Compassionate Leadership

What Makes A Leader Great?

Ask folks to list the qualities of a leader, and the adjectives and descriptive phrases will flow fast and free. Smart, decisive, confident, a visionary who's effective at reaching goals, increasing profits, and expanding the company's reach top the list. We could fill a page with these lofty yet necessary leadership attributes, those characteristics that come from the head.

But there's another set of traits just as essential to successful leadership. Things like being a "people person," having excellent communication skills, possessing emotional intelligence (EQ), being self-aware and mindful of one's surroundings, and having a compassionate spirit. Being well versed in these "attributes of the heart" will enable a leader to excel.
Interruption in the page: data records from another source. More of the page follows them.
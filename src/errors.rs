use axum::{
    Json,
    http::StatusCode,
    response::{IntoResponse, Response},
};
use serde_json::json;
use std::fmt;

use crate::services::{gallery_service::UploadError, media_store::StoreError};

/// Message returned to clients for failures whose cause stays server-side.
pub const INTERNAL_ERROR_MESSAGE: &str = "An internal error occurred";

/// A lightweight wrapper for general errors that keeps the message local.
#[derive(Debug)]
pub struct AppError {
    pub status: StatusCode,
    pub message: String,
}

impl AppError {
    /// Create a new AppError with a specific status and message.
    pub fn new(status: StatusCode, msg: impl Into<String>) -> Self {
        Self {
            status,
            message: msg.into(),
        }
    }

    /// Shortcut for 400 Bad Request
    pub fn bad_request(msg: impl Into<String>) -> Self {
        Self::new(StatusCode::BAD_REQUEST, msg)
    }

    /// Shortcut for 413 Payload Too Large
    pub fn payload_too_large(msg: impl Into<String>) -> Self {
        Self::new(StatusCode::PAYLOAD_TOO_LARGE, msg)
    }

    /// Generic 500. The cause must already have been logged by the caller.
    pub fn internal() -> Self {
        Self::new(StatusCode::INTERNAL_SERVER_ERROR, INTERNAL_ERROR_MESSAGE)
    }
}

impl fmt::Display for AppError {
    fn fmt(&self, f: &mut fmt::Formatter<'_>) -> fmt::Result {
        write!(f, "{}", self.message)
    }
}

impl std::error::Error for AppError {}

impl IntoResponse for AppError {
    fn into_response(self) -> Response {
        let body = Json(json!({ "error": self.message }));

        (self.status, body).into_response()
    }
}

impl From<UploadError> for AppError {
    fn from(err: UploadError) -> Self {
        match err {
            UploadError::MissingImage
            | UploadError::EmptyFilename
            | UploadError::DisallowedExtension(_)
            | UploadError::EmptyPayload
            | UploadError::InvalidImage(_) => AppError::bad_request(err.to_string()),
            UploadError::TooLarge { .. } => AppError::payload_too_large(err.to_string()),
            UploadError::Store(_) | UploadError::Normalize(_) | UploadError::Worker(_) => {
                tracing::error!(error = %err, "upload failed");
                AppError::internal()
            }
        }
    }
}

impl From<StoreError> for AppError {
    fn from(err: StoreError) -> Self {
        tracing::error!(error = %err, "media store request failed");
        AppError::internal()
    }
}
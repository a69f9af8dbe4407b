pub mod cli_utils;
pub mod config;
pub mod errors;
pub mod export;
pub mod heightfield;
pub mod pathfinding;
pub mod terrain;
pub mod terrain_generation;

// Selective re-exports for external consumers

pub use errors::{TerrainError, TerrainResult};
pub use heightfield::HeightField;
pub use pathfinding::{
    PathResult, PathfindingConfig, PathfindingConfigPatch, PathfindingEngine, find_path,
};
pub use terrain::{GridCell, SlopeMap};
pub use terrain_generation::{NoiseConfig, TerrainNoiseGenerator, get_terrain_preset};
use derive_more::{Display, From};
use serde::{Deserialize, Serialize};

/// Offsets to the 8 surrounding cells, orthogonal directions first.
pub const NEIGHBOR_OFFSETS: [(i32, i32); 8] = [
    (0, -1),
    (1, 0),
    (0, 1),
    (-1, 0),
    (1, -1),
    (1, 1),
    (-1, 1),
    (-1, -1),
];

/// Integer grid coordinate into a heightfield.
///
/// Components are signed so that callers can express (and the engine can
/// reject) coordinates that fall outside the grid on either side.
#[derive(
    Debug, Clone, Copy, PartialEq, Eq, Hash, PartialOrd, Ord, Display, From, Serialize, Deserialize,
)]
#[display("({x}, {y})")]
pub struct GridCell {
    pub x: i32,
    pub y: i32,
}

impl GridCell {
    pub const fn new(x: i32, y: i32) -> Self {
        Self { x, y }
    }

    /// Cell displaced by `(dx, dy)`; may fall outside any grid
    pub fn offset(self, dx: i32, dy: i32) -> Self {
        Self::new(self.x.saturating_add(dx), self.y.saturating_add(dy))
    }

    /// Calculate Euclidean distance to another cell in grid units
    pub fn euclidean_distance(&self, other: &GridCell) -> f32 {
        let dx = self.x.abs_diff(other.x) as f32;
        let dy = self.y.abs_diff(other.y) as f32;
        (dx * dx + dy * dy).sqrt()
    }

    /// Chebyshev (king-move) distance to another cell
    pub fn chebyshev_distance(&self, other: &GridCell) -> u32 {
        self.x.abs_diff(other.x).max(self.y.abs_diff(other.y))
    }

    /// True when `other` is one of the 8 cells surrounding this one
    pub fn is_adjacent(&self, other: &GridCell) -> bool {
        self.chebyshev_distance(other) == 1
    }
}

/// Neighbor offsets for a 4- or 8-connected grid.
pub fn neighbor_offsets(allow_diagonal: bool) -> &'static [(i32, i32)] {
    if allow_diagonal {
        &NEIGHBOR_OFFSETS
    } else {
        &NEIGHBOR_OFFSETS[..4]
    }
}

#[cfg(test)]
mod tests {
    use super::*;

    #[test]
    fn test_grid_cell_display_and_from() {
        let cell: GridCell = (3, -2).into();
        assert_eq!(cell, GridCell::new(3, -2));
        assert_eq!(cell.to_string(), "(3, -2)");
    }

    #[test]
    fn test_euclidean_distance() {
        let a = GridCell::new(0, 0);
        let b = GridCell::new(3, 4);
        assert!((a.euclidean_distance(&b) - 5.0).abs() < 1e-6);
        assert!((a.euclidean_distance(&GridCell::new(1, 1)) - std::f32::consts::SQRT_2).abs() < 1e-6);
    }

    #[test]
    fn test_euclidean_distance_at_extremes() {
        let a = GridCell::new(i32::MIN, 0);
        let b = GridCell::new(i32::MAX, 0);
        assert_eq!(a.euclidean_distance(&b), u32::MAX as f32);
        assert_eq!(b.euclidean_distance(&a), a.euclidean_distance(&b));
    }

    #[test]
    fn test_adjacency() {
        let c = GridCell::new(5, 5);
        assert!(c.is_adjacent(&GridCell::new(6, 6)));
        assert!(c.is_adjacent(&GridCell::new(5, 4)));
        assert!(!c.is_adjacent(&c));
        assert!(!c.is_adjacent(&GridCell::new(7, 5)));
    }

    #[test]
    fn test_neighbor_offsets() {
        assert_eq!(neighbor_offsets(false).len(), 4);
        assert_eq!(neighbor_offsets(true).len(), 8);
        // Orthogonal moves come first
        assert!(
            neighbor_offsets(true)[..4]
                .iter()
                .all(|(dx, dy)| dx.abs() + dy.abs() == 1)
        );
    }
}
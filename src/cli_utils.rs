use crate::errors::{TerrainError, TerrainResult};
use crate::terrain::coordinates::GridCell;
use std::path::Path;

/// Largest grid edge accepted from the command line
pub const MAX_GRID_EDGE: u32 = 4096;

/// Generic parser for delimited strings that return fixed-size arrays
pub fn parse_delimited<T, const N: usize>(
    input: &str,
    delimiter: char,
    type_name: &str,
) -> TerrainResult<[T; N]>
where
    T: Copy + Default + std::str::FromStr,
{
    let parts: Vec<&str> = input.split(delimiter).map(str::trim).collect();
    if parts.len() != N {
        return Err(TerrainError::InvalidArgument {
            reason: format!(
                "Invalid {type_name} format '{input}'. Expected {N} {delimiter}-separated values"
            ),
        });
    }

    let mut result = [T::default(); N];
    for (i, part) in parts.iter().enumerate() {
        result[i] = part.parse().map_err(|_| TerrainError::InvalidArgument {
            reason: format!("Invalid {type_name} value: '{part}'"),
        })?;
    }

    Ok(result)
}

/// Parse size string "WIDTHxHEIGHT" with validation
pub fn parse_size(size_str: &str) -> TerrainResult<(u32, u32)> {
    let [width, height] = parse_delimited::<u32, 2>(size_str, 'x', "size")?;

    if width == 0 || height == 0 {
        return Err(TerrainError::InvalidArgument {
            reason: "Width and height must be greater than 0".to_string(),
        });
    }

    if width > MAX_GRID_EDGE || height > MAX_GRID_EDGE {
        return Err(TerrainError::InvalidArgument {
            reason: format!("Width and height must not exceed {MAX_GRID_EDGE}"),
        });
    }

    Ok((width, height))
}

/// Parse cell string "X,Y"
pub fn parse_cell(cell_str: &str) -> TerrainResult<GridCell> {
    let [x, y] = parse_delimited::<i32, 2>(cell_str, ',', "cell")?;
    Ok(GridCell::new(x, y))
}

/// Reject output paths that try to escape the working directory
pub fn validate_output_path(filename: &str) -> TerrainResult<()> {
    let path = Path::new(filename);
    if path.is_absolute() {
        return Err(TerrainError::InvalidArgument {
            reason: format!("Output path must be relative, got absolute path: {filename}"),
        });
    }

    if path
        .components()
        .any(|c| matches!(c, std::path::Component::ParentDir))
    {
        return Err(TerrainError::InvalidArgument {
            reason: "Output path cannot contain '..'".to_string(),
        });
    }

    Ok(())
}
If you want to improve your leadership abilities and take your execution to the next level—and what leader doesn't/shouldn't—it's time to inventory those attributes that spring from the heart. Why? Because for too long, head attributes received the lion's share of the attention. Being a "people person" did and does get some mileage, but the head traits noted above have been people's primary concern. And as a result, most of today's leaders do indeed excel at the "head stuff."

But more and more, it's becoming apparent that the most effective, dynamic leaders have as much heart as they do the knowledge, skills, and traits traditionally associated with great leaders. And for some of those considered to be the cream-of-the-crop, the scales tip decidedly toward heart attributes and people know-how. Those are the men and women whose leadership approach flows from a wellspring of compassion.

So, what does it mean to be a compassionate leader in the world of healthcare?

A compassionate leader sees beyond profit margins, balance sheets, staffing schedules, and inventory levels. Instead, they purposefully direct their attention to the individuals who strive for profit, the people whose efforts are reflected on the balance sheet, and the employees who keep the day-to-day operations running like a well-oiled machine.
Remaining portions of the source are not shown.